**Problem statement**
Output verbatim the line with "according to the" together with every line beneath it, ending at the last line of the entries.

Data under study START

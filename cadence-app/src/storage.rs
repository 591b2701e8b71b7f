use std::fs;
use std::path::{Path, PathBuf};

use anyhow::{Context, Result};
use chrono::{DateTime, Local};
use serde::Serialize;

pub fn ensure_directory(path: &Path) -> Result<()> {
    fs::create_dir_all(path).with_context(|| format!("creating output folder {}", path.display()))
}

pub fn timestamp_string(dt: &DateTime<Local>) -> String {
    dt.format("%Y%m%d_%H%M%S").to_string()
}

/// `<folder>/<prefix>_<YYYYMMDD_HHMMSS>.<suffix>`, stamped with the run's
/// start time so the filename identifies the session.
pub fn build_timestamped_path(
    folder: &Path,
    prefix: &str,
    dt: &DateTime<Local>,
    suffix: &str,
) -> PathBuf {
    let suffix = suffix.trim_start_matches('.');
    folder.join(format!("{prefix}_{}.{suffix}", timestamp_string(dt)))
}

pub fn save_log_json<T: Serialize>(log: &T, path: &Path) -> Result<()> {
    let file = fs::File::create(path)
        .with_context(|| format!("creating log file {}", path.display()))?;
    serde_json::to_writer_pretty(file, log)
        .with_context(|| format!("writing log file {}", path.display()))
}
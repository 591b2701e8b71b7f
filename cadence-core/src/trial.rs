use serde::{Deserialize, Serialize};

use crate::timestamp::TimestampPair;

/// A single planned trial: which digit to show and whether it belongs to the
/// respond ("go") or withhold ("no-go") class.
#[derive(Debug, Clone, Copy, PartialEq, Eq, Serialize, Deserialize)]
pub struct TrialSpec {
    pub digit: u8,
    pub is_go: bool,
}

#[derive(Debug, Clone, Copy, PartialEq, Eq, Serialize, Deserialize)]
#[serde(rename_all = "snake_case")]
pub enum TrialOutcome {
    Hit,
    Miss,
    CommissionError,
    CorrectWithholding,
    Pending,
}

impl TrialOutcome {
    /// Outcome is a pure function of the trial class and whether any
    /// qualifying response arrived inside the window.
    pub fn classify(is_go: bool, responded: bool) -> Self {
        match (is_go, responded) {
            (true, true) => TrialOutcome::Hit,
            (true, false) => TrialOutcome::Miss,
            (false, true) => TrialOutcome::CommissionError,
            (false, false) => TrialOutcome::CorrectWithholding,
        }
    }

    pub fn is_pending(self) -> bool {
        self == TrialOutcome::Pending
    }
}

/// Log entry for one trial. Created at stimulus onset with a `Pending`
/// outcome, then resolved exactly once, either by the first qualifying
/// response or by response-window expiry.
#[derive(Debug, Clone, Serialize, Deserialize)]
pub struct TrialRecord {
    pub trial_index: usize,
    pub digit: u8,
    pub is_go: bool,
    pub onset: TimestampPair,
    pub response: Option<TimestampPair>,
    pub response_key: Option<String>,
    pub outcome: TrialOutcome,
    /// NaN until a response is recorded; reaction times only exist for
    /// responded trials.
    pub reaction_time_s: f64,
}

impl TrialRecord {
    pub fn at_onset(trial_index: usize, spec: TrialSpec, onset: TimestampPair) -> Self {
        Self {
            trial_index,
            digit: spec.digit,
            is_go: spec.is_go,
            onset,
            response: None,
            response_key: None,
            outcome: TrialOutcome::Pending,
            reaction_time_s: f64::NAN,
        }
    }

    /// Fill in the response fields and classify the outcome. `None` means the
    /// window expired without input.
    pub fn resolve(&mut self, response: Option<TimestampPair>) {
        self.outcome = TrialOutcome::classify(self.is_go, response.is_some());
        if let Some(at) = response {
            self.reaction_time_s = at.seconds_since(&self.onset);
            self.response_key = Some("space".to_string());
        }
        self.response = response;
    }

    pub fn responded(&self) -> bool {
        self.response.is_some()
    }
}
use thiserror::Error;

/// Configuration violations detected before a run starts. Every variant is
/// recoverable by the operator correcting the inputs; nothing here is raised
/// once a state machine is running.
#[derive(Debug, Clone, PartialEq, Error)]
pub enum ConfigError {
    #[error("digits cannot be both go and no-go: {digits:?}")]
    OverlappingDigits { digits: Vec<u8> },

    #[error("at least one go digit and one no-go digit are required")]
    EmptyDigitSet,

    #[error("non-zero weights are required for both go and no-go digits")]
    ZeroClassWeight,

    #[error("{field} must be positive")]
    NonPositive { field: &'static str },

    #[error("{field} must be non-negative")]
    Negative { field: &'static str },

    #[error("visual color must be in #RRGGBB format, got {value:?}")]
    BadColor { value: String },
}
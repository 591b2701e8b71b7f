use cadence_core::{InstructionKind, NotificationKind, StimulusSink, VisualCueStyle};
use cadence_timing::format_countdown_text;
use tracing::info;

/// Terminal-only presentation for headless runs. Audio and visual cues are
/// reported rather than rendered; a GUI host supplies its own sink.
#[derive(Debug, Default)]
pub struct ConsoleSink {
    last_rest_text: String,
}

impl ConsoleSink {
    fn instruction_text(kind: InstructionKind) -> &'static str {
        match kind {
            InstructionKind::Start => "Start",
            InstructionKind::End => "End",
            InstructionKind::Rest => "Rest",
            InstructionKind::FollowCue => "Follow the cue",
            InstructionKind::InternalRhythm => "Move according to the previous rhythm",
        }
    }
}

impl StimulusSink for ConsoleSink {
    fn show_instruction(&mut self, kind: InstructionKind) {
        info!("[screen] {}", Self::instruction_text(kind));
    }

    fn show_digit(&mut self, digit: u8) {
        info!("[screen] {digit}");
    }

    fn show_block_rest(&mut self, finished_block: usize, remaining_ms: u64) {
        // The countdown refreshes far faster than a log should; only whole
        // seconds are worth a line.
        let text = format_countdown_text(remaining_ms);
        if remaining_ms % 1000 < 100 && text != self.last_rest_text {
            info!("[screen] block {finished_block} finished, rest {text}");
            self.last_rest_text = text;
        }
    }

    fn clear(&mut self) {}

    fn play_tone(&mut self, frequency_hz: f64, duration_ms: u32) {
        info!("[audio] tone {frequency_hz} Hz for {duration_ms} ms");
    }

    fn play_notification(&mut self, kind: NotificationKind) {
        info!("[audio] {kind:?}");
    }

    fn show_visual_cue(&mut self, style: &VisualCueStyle, on_time_ms: u32) {
        info!(
            "[screen] visual cue {} r={}px for {on_time_ms} ms",
            style.color_hex, style.radius_px
        );
    }

    fn hide_visual_cue(&mut self) {}
}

Data under study END

**Response**
            InstructionKind::InternalRhythm => "Move according to the previous rhythm",
        }
    }
}

impl StimulusSink for ConsoleSink {
    fn show_instruction(&mut self, kind: InstructionKind) {
        info!("[screen] {}", Self::instruction_text(kind));
    }

    fn show_digit(&mut self, digit: u8) {
        info!("[screen] {digit}");
    }

    fn show_block_rest(&mut self, finished_block: usize, remaining_ms: u64) {
        // The countdown refreshes far faster than a log should; only whole
        // seconds are worth a line.
        let text = format_countdown_text(remaining_ms);
        if remaining_ms % 1000 < 100 && text != self.last_rest_text {
            info!("[screen] block {finished_block} finished, rest {text}");
            self.last_rest_text = text;
        }
    }

    fn clear(&mut self) {}

    fn play_tone(&mut self, frequency_hz: f64, duration_ms: u32) {
        info!("[audio] tone {frequency_hz} Hz for {duration_ms} ms");
    }

    fn play_notification(&mut self, kind: NotificationKind) {
        info!("[audio] {kind:?}");
    }

    fn show_visual_cue(&mut self, style: &VisualCueStyle, on_time_ms: u32) {
        info!(
            "[screen] visual cue {} r={}px for {on_time_ms} ms",
            style.color_hex, style.radius_px
        );
    }

    fn hide_visual_cue(&mut self) {}
}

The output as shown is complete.